WHAT TO DO:
Report every line below that holds the word "clone".

Stored data:

%%

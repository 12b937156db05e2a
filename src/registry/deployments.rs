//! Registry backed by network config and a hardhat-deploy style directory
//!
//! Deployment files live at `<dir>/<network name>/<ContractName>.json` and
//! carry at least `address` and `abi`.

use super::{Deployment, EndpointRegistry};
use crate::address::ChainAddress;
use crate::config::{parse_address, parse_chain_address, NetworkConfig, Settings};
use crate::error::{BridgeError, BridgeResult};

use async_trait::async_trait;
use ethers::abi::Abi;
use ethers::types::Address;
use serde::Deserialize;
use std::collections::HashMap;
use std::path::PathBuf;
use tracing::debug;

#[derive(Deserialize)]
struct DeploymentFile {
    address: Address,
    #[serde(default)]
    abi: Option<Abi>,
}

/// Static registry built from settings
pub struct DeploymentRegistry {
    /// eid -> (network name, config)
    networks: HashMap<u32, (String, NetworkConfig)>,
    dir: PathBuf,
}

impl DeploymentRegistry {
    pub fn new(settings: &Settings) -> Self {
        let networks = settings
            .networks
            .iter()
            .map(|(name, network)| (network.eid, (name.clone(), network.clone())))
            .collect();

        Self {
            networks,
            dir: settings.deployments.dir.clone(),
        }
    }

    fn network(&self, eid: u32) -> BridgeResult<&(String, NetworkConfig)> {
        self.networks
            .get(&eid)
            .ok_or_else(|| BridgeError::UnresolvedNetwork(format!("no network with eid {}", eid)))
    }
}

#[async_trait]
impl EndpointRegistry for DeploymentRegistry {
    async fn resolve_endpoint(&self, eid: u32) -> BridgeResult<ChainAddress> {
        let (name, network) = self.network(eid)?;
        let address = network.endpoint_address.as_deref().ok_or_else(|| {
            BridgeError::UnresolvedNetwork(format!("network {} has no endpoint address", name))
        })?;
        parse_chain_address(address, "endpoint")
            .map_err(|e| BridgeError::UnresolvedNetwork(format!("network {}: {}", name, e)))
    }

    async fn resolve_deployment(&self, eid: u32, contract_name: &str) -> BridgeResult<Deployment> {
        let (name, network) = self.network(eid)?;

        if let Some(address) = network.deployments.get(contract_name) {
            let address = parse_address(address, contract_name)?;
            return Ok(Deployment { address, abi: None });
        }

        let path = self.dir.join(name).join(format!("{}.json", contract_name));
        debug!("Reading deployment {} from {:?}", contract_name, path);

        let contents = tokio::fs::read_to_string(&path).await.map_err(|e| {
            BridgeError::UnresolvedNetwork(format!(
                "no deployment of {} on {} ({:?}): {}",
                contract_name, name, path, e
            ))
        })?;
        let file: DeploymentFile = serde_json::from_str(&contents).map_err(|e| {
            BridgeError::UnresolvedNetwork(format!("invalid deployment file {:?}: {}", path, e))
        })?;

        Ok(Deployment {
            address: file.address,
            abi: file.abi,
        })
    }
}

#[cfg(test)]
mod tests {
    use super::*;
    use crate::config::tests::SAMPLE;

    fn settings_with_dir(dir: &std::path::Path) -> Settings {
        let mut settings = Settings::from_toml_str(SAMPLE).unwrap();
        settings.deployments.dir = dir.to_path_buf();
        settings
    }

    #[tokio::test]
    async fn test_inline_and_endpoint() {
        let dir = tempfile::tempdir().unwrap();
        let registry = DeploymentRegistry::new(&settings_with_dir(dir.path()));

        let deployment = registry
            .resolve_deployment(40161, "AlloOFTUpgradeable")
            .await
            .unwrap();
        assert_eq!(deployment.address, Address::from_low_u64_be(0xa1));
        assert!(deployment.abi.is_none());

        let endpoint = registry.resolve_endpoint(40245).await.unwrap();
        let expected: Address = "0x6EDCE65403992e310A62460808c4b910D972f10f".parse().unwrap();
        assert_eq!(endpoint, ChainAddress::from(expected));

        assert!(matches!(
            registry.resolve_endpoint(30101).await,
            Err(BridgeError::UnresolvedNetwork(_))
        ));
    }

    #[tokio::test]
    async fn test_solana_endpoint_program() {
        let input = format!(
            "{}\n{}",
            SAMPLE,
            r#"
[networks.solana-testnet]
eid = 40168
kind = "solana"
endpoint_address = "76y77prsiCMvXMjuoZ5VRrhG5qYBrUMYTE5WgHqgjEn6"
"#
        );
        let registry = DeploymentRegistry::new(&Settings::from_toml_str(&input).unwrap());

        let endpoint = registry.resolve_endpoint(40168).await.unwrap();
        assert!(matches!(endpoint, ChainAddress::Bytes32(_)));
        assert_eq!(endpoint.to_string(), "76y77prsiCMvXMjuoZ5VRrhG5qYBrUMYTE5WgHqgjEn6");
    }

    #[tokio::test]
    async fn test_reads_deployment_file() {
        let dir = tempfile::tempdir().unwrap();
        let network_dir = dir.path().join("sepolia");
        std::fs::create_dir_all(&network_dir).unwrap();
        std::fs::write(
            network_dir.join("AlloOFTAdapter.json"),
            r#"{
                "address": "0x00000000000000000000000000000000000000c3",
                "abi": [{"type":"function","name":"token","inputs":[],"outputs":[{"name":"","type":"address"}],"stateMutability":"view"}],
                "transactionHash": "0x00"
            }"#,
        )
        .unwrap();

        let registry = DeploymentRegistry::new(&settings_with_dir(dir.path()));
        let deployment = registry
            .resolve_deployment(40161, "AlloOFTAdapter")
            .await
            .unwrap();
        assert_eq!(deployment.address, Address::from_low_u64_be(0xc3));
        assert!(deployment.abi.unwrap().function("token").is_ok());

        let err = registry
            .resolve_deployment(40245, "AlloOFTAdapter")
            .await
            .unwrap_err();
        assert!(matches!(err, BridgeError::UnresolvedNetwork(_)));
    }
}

%%

PROBLEM SOLUTION:
            .map(|(name, network)| (network.eid, (name.clone(), network.clone())))
            dir: settings.deployments.dir.clone(),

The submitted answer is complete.